TASK OBJECTIVE: Those lines of the records that contain "bind" are to be located and copied.

Segment Start: INPUT RECORDS

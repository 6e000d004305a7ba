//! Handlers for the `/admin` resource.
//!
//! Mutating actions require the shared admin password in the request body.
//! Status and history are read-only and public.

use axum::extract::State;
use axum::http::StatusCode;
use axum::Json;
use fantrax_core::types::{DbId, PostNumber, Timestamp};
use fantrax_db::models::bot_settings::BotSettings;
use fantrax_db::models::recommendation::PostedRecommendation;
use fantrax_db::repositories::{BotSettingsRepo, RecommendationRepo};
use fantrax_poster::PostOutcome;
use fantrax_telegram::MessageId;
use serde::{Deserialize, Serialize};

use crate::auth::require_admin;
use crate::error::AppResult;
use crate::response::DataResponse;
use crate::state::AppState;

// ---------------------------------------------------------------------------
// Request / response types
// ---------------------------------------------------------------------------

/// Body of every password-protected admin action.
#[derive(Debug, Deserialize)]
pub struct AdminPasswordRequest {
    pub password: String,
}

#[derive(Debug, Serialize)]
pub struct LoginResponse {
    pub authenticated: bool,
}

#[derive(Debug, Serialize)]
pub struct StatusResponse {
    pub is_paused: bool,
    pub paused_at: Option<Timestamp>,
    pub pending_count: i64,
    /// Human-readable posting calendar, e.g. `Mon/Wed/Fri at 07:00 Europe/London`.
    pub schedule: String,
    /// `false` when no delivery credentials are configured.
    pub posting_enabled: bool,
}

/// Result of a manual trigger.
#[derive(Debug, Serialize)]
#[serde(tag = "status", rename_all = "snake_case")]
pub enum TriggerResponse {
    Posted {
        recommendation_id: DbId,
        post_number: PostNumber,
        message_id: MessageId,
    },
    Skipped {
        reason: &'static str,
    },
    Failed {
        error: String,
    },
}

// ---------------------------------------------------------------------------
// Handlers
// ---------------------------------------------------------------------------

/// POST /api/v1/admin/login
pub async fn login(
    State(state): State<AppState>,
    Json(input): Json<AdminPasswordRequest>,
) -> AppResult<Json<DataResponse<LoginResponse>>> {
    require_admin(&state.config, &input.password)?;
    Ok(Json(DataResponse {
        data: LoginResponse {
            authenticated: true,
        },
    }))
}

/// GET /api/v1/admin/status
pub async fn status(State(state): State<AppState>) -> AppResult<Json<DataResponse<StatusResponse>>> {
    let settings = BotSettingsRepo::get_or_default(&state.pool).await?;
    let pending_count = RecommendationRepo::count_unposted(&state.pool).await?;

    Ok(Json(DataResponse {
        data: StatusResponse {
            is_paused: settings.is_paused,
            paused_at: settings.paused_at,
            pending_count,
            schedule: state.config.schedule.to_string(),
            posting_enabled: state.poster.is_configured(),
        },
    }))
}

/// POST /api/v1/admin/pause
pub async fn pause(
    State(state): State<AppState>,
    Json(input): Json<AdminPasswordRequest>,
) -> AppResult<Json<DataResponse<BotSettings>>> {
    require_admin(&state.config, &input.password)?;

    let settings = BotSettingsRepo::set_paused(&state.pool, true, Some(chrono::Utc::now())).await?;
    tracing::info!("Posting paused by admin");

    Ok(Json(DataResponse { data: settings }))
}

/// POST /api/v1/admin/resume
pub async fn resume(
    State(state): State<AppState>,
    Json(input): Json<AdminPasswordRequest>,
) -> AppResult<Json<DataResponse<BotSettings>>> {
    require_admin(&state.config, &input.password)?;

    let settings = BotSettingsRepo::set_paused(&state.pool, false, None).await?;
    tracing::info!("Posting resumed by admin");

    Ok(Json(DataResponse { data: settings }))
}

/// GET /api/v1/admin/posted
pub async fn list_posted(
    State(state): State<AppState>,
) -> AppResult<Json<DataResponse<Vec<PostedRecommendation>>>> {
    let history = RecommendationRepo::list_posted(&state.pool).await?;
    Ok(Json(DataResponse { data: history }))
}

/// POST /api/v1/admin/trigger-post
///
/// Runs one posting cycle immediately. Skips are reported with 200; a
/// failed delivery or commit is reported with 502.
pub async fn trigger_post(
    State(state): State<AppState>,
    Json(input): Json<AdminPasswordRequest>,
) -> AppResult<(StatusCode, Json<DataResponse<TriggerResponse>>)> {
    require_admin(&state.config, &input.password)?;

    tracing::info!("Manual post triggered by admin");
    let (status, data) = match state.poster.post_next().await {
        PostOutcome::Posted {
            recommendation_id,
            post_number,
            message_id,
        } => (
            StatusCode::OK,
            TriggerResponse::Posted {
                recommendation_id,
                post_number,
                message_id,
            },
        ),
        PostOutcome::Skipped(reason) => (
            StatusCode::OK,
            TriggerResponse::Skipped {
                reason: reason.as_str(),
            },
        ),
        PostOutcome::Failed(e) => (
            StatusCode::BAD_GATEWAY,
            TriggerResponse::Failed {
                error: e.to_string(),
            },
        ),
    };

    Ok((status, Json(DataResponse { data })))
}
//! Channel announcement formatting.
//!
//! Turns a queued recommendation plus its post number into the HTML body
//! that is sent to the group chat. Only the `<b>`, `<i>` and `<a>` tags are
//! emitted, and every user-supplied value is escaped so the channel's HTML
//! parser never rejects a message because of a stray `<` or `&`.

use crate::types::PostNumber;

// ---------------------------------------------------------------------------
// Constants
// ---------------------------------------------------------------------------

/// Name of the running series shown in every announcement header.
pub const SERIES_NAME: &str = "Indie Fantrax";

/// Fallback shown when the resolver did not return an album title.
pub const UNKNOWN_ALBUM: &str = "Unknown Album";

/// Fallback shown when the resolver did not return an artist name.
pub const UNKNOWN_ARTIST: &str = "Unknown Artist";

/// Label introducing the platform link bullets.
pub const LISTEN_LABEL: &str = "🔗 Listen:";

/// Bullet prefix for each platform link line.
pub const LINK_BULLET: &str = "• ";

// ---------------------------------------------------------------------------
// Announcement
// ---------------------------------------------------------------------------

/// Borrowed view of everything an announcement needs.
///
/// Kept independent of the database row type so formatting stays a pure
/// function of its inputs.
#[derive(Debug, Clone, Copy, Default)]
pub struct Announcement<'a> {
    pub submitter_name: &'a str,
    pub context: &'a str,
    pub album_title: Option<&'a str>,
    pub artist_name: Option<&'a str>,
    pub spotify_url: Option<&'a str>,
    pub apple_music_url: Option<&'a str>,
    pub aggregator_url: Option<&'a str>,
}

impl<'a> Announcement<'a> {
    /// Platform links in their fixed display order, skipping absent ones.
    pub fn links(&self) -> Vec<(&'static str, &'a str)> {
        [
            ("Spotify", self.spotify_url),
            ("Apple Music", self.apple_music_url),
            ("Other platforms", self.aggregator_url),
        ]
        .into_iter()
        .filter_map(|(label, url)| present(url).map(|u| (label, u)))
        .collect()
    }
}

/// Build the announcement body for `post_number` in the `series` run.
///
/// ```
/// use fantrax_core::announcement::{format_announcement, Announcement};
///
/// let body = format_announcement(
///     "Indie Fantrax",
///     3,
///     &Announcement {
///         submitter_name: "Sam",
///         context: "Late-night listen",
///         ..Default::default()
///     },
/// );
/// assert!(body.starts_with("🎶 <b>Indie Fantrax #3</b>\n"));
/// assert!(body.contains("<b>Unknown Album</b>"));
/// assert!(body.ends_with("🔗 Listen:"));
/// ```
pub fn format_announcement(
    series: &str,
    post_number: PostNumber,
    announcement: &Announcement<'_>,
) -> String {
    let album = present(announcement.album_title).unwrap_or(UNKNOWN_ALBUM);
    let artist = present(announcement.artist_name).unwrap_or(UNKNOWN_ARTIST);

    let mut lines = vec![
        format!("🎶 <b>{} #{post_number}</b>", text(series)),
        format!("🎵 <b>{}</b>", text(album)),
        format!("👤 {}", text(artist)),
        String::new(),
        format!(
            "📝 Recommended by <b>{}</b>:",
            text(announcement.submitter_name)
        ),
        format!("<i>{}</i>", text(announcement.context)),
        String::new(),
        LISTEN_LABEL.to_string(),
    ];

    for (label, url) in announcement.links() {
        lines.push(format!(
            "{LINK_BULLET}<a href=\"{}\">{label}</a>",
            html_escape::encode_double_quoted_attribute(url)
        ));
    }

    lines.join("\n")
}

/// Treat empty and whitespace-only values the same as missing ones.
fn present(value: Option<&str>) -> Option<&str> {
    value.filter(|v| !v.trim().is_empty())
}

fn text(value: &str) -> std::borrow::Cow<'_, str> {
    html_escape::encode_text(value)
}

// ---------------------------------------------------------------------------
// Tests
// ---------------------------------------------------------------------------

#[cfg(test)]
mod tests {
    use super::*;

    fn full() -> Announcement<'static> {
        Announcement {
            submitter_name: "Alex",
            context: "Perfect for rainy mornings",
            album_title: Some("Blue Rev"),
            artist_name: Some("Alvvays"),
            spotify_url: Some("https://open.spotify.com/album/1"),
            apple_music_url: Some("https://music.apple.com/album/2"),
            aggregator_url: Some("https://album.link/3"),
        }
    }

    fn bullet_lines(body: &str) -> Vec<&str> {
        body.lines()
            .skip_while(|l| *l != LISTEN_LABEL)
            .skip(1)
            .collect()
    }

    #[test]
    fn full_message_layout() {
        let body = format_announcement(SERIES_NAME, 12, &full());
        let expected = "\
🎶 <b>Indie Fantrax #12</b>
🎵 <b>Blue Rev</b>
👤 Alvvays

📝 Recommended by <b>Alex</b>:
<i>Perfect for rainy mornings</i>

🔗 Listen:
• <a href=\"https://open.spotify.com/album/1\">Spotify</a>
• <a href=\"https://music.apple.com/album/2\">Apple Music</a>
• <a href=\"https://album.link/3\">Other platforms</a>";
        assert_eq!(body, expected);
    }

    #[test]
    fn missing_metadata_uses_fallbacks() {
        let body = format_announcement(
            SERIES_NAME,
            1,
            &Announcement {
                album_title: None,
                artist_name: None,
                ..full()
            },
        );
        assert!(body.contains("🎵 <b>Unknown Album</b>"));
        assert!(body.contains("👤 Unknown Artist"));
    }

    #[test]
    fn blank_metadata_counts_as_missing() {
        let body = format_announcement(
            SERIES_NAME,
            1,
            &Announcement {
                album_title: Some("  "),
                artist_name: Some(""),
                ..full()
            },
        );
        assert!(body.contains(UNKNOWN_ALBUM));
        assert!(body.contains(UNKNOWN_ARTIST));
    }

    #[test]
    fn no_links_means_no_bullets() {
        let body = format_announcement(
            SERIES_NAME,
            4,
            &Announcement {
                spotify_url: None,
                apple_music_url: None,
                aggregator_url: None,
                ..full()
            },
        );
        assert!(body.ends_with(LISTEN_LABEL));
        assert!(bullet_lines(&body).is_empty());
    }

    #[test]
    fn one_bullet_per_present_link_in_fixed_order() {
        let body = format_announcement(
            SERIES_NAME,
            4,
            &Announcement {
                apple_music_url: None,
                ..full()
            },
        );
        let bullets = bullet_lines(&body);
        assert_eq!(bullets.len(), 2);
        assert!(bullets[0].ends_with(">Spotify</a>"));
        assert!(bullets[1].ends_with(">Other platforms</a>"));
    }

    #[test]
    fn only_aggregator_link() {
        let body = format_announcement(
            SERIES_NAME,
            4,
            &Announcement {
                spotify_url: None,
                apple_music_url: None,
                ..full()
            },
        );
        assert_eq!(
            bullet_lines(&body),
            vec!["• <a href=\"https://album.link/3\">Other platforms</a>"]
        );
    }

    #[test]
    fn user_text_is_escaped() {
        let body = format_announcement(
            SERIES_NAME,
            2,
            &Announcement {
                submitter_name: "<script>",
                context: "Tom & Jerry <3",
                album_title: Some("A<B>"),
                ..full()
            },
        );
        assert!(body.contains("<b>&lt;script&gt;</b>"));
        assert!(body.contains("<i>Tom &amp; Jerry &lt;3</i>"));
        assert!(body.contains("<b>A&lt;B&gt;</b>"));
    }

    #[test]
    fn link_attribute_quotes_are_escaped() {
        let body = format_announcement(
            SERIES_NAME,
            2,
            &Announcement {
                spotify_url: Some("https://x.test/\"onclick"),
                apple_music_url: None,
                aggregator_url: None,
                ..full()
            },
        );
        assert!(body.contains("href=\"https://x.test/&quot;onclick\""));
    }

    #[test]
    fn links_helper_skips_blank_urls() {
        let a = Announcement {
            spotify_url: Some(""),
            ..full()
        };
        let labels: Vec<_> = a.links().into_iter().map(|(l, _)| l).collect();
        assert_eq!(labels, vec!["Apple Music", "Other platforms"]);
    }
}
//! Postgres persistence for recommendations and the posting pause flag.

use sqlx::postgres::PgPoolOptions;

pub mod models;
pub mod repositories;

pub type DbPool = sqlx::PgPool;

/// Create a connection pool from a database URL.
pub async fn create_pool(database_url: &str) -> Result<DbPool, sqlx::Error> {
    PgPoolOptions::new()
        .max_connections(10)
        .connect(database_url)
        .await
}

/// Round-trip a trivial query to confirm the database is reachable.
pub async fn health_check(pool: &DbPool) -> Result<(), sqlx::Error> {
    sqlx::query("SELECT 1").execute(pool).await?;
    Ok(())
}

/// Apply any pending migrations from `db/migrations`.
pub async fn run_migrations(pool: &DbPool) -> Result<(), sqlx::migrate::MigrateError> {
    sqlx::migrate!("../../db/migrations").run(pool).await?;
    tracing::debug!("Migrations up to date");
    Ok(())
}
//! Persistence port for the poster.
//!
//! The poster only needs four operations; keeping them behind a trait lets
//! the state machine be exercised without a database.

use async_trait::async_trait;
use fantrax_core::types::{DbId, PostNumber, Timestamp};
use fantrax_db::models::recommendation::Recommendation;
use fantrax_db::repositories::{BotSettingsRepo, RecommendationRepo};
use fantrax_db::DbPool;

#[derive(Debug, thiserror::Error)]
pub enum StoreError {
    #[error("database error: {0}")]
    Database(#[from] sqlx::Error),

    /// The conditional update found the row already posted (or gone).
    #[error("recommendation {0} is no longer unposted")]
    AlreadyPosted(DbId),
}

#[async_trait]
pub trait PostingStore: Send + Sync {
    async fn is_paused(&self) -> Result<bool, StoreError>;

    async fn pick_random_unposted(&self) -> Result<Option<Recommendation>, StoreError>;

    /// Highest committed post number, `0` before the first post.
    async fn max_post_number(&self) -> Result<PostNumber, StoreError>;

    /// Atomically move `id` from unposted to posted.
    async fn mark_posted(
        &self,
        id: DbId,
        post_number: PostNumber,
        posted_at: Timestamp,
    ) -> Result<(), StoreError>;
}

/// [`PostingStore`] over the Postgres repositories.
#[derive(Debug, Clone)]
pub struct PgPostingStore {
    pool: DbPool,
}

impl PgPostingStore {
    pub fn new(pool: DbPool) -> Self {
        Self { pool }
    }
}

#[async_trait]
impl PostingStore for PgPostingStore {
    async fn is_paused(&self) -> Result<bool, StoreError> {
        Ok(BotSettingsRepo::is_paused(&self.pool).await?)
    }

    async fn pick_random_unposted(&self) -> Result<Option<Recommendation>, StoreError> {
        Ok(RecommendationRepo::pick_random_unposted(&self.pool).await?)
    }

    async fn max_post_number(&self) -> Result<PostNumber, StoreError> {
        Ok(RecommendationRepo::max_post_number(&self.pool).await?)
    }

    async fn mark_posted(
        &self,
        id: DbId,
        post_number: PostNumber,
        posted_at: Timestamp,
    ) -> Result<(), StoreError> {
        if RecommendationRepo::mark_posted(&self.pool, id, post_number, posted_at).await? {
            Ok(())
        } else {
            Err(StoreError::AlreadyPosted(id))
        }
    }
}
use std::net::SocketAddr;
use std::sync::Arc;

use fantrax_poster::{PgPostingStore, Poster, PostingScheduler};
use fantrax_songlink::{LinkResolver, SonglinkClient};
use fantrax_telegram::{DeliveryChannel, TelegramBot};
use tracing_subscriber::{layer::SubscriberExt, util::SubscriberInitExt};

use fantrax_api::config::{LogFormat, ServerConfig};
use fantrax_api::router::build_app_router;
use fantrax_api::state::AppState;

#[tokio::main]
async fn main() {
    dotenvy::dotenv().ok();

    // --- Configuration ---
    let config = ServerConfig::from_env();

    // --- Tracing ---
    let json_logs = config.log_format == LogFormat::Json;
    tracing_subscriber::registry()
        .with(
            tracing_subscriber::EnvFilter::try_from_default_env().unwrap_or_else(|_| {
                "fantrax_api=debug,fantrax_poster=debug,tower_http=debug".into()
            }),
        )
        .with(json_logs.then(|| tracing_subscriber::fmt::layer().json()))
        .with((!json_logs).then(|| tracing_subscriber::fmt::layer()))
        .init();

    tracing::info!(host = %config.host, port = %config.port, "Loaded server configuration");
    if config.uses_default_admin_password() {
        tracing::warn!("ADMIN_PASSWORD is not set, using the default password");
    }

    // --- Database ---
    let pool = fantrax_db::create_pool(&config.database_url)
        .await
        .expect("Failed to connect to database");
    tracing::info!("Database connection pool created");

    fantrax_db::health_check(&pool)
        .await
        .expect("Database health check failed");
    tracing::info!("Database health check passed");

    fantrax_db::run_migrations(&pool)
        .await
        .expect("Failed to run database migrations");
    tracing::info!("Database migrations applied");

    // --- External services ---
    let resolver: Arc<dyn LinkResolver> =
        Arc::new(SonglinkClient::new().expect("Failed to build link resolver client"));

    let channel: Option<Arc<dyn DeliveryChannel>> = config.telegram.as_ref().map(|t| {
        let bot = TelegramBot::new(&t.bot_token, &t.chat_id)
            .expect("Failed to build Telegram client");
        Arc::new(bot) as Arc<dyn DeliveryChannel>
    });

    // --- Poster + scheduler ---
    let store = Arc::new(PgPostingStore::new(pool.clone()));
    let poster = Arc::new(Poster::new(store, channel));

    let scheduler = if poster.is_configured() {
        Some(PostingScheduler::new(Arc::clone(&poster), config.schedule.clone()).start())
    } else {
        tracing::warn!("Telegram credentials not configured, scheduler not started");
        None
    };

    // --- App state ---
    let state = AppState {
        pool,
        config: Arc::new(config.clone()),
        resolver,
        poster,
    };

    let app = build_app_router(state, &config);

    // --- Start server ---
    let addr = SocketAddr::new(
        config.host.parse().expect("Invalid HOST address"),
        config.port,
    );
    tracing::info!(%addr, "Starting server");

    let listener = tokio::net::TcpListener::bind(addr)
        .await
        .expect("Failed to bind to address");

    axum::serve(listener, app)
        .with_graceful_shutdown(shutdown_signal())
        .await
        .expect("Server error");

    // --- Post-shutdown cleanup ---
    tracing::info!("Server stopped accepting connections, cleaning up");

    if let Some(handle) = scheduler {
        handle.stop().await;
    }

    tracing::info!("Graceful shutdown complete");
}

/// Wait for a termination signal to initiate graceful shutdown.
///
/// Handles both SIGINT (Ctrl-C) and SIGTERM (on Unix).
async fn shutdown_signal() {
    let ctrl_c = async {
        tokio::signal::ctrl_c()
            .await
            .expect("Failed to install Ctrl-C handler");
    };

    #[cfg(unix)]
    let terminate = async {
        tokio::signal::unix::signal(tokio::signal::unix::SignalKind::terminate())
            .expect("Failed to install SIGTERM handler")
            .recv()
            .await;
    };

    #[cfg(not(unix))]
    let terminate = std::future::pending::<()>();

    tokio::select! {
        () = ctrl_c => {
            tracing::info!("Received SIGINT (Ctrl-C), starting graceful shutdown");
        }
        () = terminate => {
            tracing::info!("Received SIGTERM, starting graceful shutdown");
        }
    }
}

Segment End: INPUT RECORDS

OUTPUT FOR THIS TASK:
    let listener = tokio::net::TcpListener::bind(addr)
        .expect("Failed to bind to address");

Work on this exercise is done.